Let's design it now!

  • We need some type of storage to store our rules! It needs to be persistent!
  • Then, how the rate limiter knows for example how many videos are uploaded withing last 24 hours?
    • In-memory KV store like Redis cache.
  • What kind of algorithm for rate limiting?
    • Look at the Token Bucket and Sliding Window Counter algorithms

Design TinyUrl

Functional Requirements:

  • A long url should be mapped to a shorter url
    • It might be better to map to some words like happySOMETHING which is not always possible
  • Users might delete a Url if they own it which needs keeping tracking of the ownership.
  • Every Url should be expired after some time!
  • What would happen if multiple users attempt to map the same URL to a tinyUrl? Should all of them be mapped to the same TinyUrl?\
    • It is better to map it to different TinyUrl to for example have different expiration date for every owner

Non-Functional Requirements:

  • Make it reliable
  • What about the scale?
    • Is read more frequent or write?
    • Something 1B/Month write is reasonable?

Discussion:

  • If we can use digits, lowercase and uppercase, it gives us 62 characters to choose from: we can have 8-character urls which is about 256T. It then gives us almost 20000 Years! :|

  • 1B/Month is equal to roughly 385 write/second.

  • If write to read is 1:100 ratio, we end up with 38500 read/second.

  • What about the storage?

    • Let's say average of 100 characters per original Url and then we need to store userId and other stuff: around 1000 bytes/url
  • What kind of storage are we going to use?

    • More frequent reads
    • NoSQL is better since they are designed to be scalable.
    • It does NOT need complicated join queries
    • We do NOT need ACID or atomic transactions
    • Instead we need eventual consistency

Design:

  • A URL generator
  • Users will hit the main server first
  • The data will be stored in database
  • Since read are more frequently, we will use a cache for the database (in-memory cache like Redis)

Caching:

  • What kind of algorithm can we have? LFU or LRU
    • LRU seems better => A URL may experience a surge in traffic due to a trend, followed by a decline as the trend diminishes over time.
  • What should be the size of the cache?
    • 1TB/Month for write. However, not everything will be saved in the cache => 256GB for memory should be fine.

Url generation:

  • Hashing has the collision problem.
  • We can generate a list of 8-character and store them in a database. Whenever a new request comes in, we can use this list. When we fetch as key, we mark it as used!
    • Why not just easily remove a used key? After the key expires, we can re-use it.
  • What if two request goes to the database?
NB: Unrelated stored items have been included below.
use std::fmt::{Display, Formatter};

use chrono::{DateTime, Utc};
use hrdesk_core::{AppError, AppResult};
use serde::{Deserialize, Serialize};
use uuid::Uuid;

use crate::RoleKey;

/// Identifier of an employee record owned by the employee directory.
#[derive(Debug, Clone, PartialEq, Eq, Hash, PartialOrd, Ord, Serialize, Deserialize)]
pub struct EmployeeId(String);

impl EmployeeId {
    /// Creates a validated employee identifier.
    pub fn new(value: impl Into<String>) -> AppResult<Self> {
        let value = value.into();
        let trimmed = value.trim();
        if trimmed.is_empty() {
            return Err(AppError::Validation(
                "employee identifier must not be empty".to_owned(),
            ));
        }

        Ok(Self(trimmed.to_owned()))
    }

    /// Returns the identifier as a string slice.
    #[must_use]
    pub fn as_str(&self) -> &str {
        self.0.as_str()
    }
}

impl Display for EmployeeId {
    fn fmt(&self, formatter: &mut Formatter<'_>) -> std::fmt::Result {
        formatter.write_str(self.0.as_str())
    }
}

/// Read-only slice of an employee record used for assignment listings.
#[derive(Debug, Clone, PartialEq, Eq, Serialize, Deserialize)]
pub struct EmployeeSummary {
    /// Employee identifier.
    pub employee_id: EmployeeId,
    /// Full display name.
    pub full_name: String,
    /// Work email.
    pub email: String,
    /// Department name, if recorded.
    pub department: Option<String>,
    /// Position title, if recorded.
    pub position: Option<String>,
}

impl EmployeeSummary {
    /// Returns whether the name or email contains `needle`, ignoring case.
    #[must_use]
    pub fn matches_search(&self, needle: &str) -> bool {
        let needle = needle.to_lowercase();
        self.full_name.to_lowercase().contains(&needle)
            || self.email.to_lowercase().contains(&needle)
    }
}

/// Link recording that one employee holds one role.
#[derive(Debug, Clone, PartialEq, Eq, Serialize, Deserialize)]
pub struct Assignment {
    assignment_id: Uuid,
    employee_id: EmployeeId,
    role_id: RoleKey,
    assigned_at: DateTime<Utc>,
}

impl Assignment {
    /// Creates an assignment record.
    #[must_use]
    pub fn new(
        assignment_id: Uuid,
        employee_id: EmployeeId,
        role_id: RoleKey,
        assigned_at: DateTime<Utc>,
    ) -> Self {
        Self {
            assignment_id,
            employee_id,
            role_id,
            assigned_at,
        }
    }

    /// Returns the assignment identifier.
    #[must_use]
    pub fn assignment_id(&self) -> Uuid {
        self.assignment_id
    }

    /// Returns the assigned employee.
    #[must_use]
    pub fn employee_id(&self) -> &EmployeeId {
        &self.employee_id
    }

    /// Returns the assigned role.
    #[must_use]
    pub fn role_id(&self) -> &RoleKey {
        &self.role_id
    }

    /// Returns when the role was granted.
    #[must_use]
    pub fn assigned_at(&self) -> DateTime<Utc> {
        self.assigned_at
    }

    /// Returns whether this assignment binds the given pair.
    #[must_use]
    pub fn binds(&self, employee_id: &EmployeeId, role_id: &RoleKey) -> bool {
        &self.employee_id == employee_id && &self.role_id == role_id
    }
}
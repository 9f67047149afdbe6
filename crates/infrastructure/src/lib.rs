//! Infrastructure adapters for application ports.

#![forbid(unsafe_code)]

mod in_memory_access_repository;
mod jwt_token_verifier;
mod postgres_rbac_repository;

pub use in_memory_access_repository::InMemoryAccessRepository;
pub use jwt_token_verifier::JwtTokenVerifier;
pub use postgres_rbac_repository::PostgresRbacRepository;
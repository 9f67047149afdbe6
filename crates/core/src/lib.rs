//! Shared primitives for all Rust crates in hrdesk.

#![forbid(unsafe_code)]

/// Access-control failure taxonomy shared by the pipeline and the stores.
pub mod access;
/// Authentication primitives shared across services.
pub mod auth;

use serde::{Deserialize, Serialize};
use thiserror::Error;

pub use access::{AccessError, CredentialError, RbacError};
pub use auth::{AccessContext, TokenClaims};

/// Result type used across hrdesk crates.
pub type AppResult<T> = Result<T, AppError>;

/// A validated non-empty UTF-8 string.
#[derive(Debug, Clone, PartialEq, Eq, Hash, Serialize, Deserialize)]
pub struct NonEmptyString(String);

impl NonEmptyString {
    /// Creates a validated non-empty string.
    pub fn new(value: impl Into<String>) -> AppResult<Self> {
        let value = value.into();
        if value.trim().is_empty() {
            return Err(AppError::Validation(
                "value must not be empty or whitespace".to_owned(),
            ));
        }

        Ok(Self(value))
    }

    /// Returns the underlying string slice.
    #[must_use]
    pub fn as_str(&self) -> &str {
        self.0.as_str()
    }
}

impl From<NonEmptyString> for String {
    fn from(value: NonEmptyString) -> Self {
        value.0
    }
}

/// Common application error categories.
#[derive(Debug, Error)]
pub enum AppError {
    /// Invalid input or violated invariant.
    #[error("validation error: {0}")]
    Validation(String),

    /// Requested resource does not exist.
    #[error("not found: {0}")]
    NotFound(String),

    /// Write operation conflicts with existing state.
    #[error("conflict: {0}")]
    Conflict(String),

    /// Request was rejected by the access-control pipeline.
    #[error(transparent)]
    Access(#[from] AccessError),

    /// Role graph mutation violated a store invariant.
    #[error(transparent)]
    Rbac(#[from] RbacError),

    /// Internal unexpected error.
    #[error("internal error: {0}")]
    Internal(String),
}

impl From<CredentialError> for AppError {
    fn from(value: CredentialError) -> Self {
        Self::Access(AccessError::Unauthenticated(value))
    }
}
How do we prevent assigning one key to both of them?
    • Atomic transaction in ACID will take care of it.

Remove expired urls:

  • It does not hurt if some urls get deleted after 10 minutes or so!
  • We need a cleanup service that run every 10 minutes for example.

Scalability

  • Use load balancer
  • Partition our database as well as replicas

How does it work in action?

  • If you browse to the tinyUrl, the server sends a 300 code, meaning the resource has been moved. There are two options here:
    • Code 301: the resource has been moved permanently to the new Url. The browser cache this information. Next time the browser automatically will send the complete Url.
    • Code 302: the resource has been temporarily moved to the new Url. The browser does not cache it.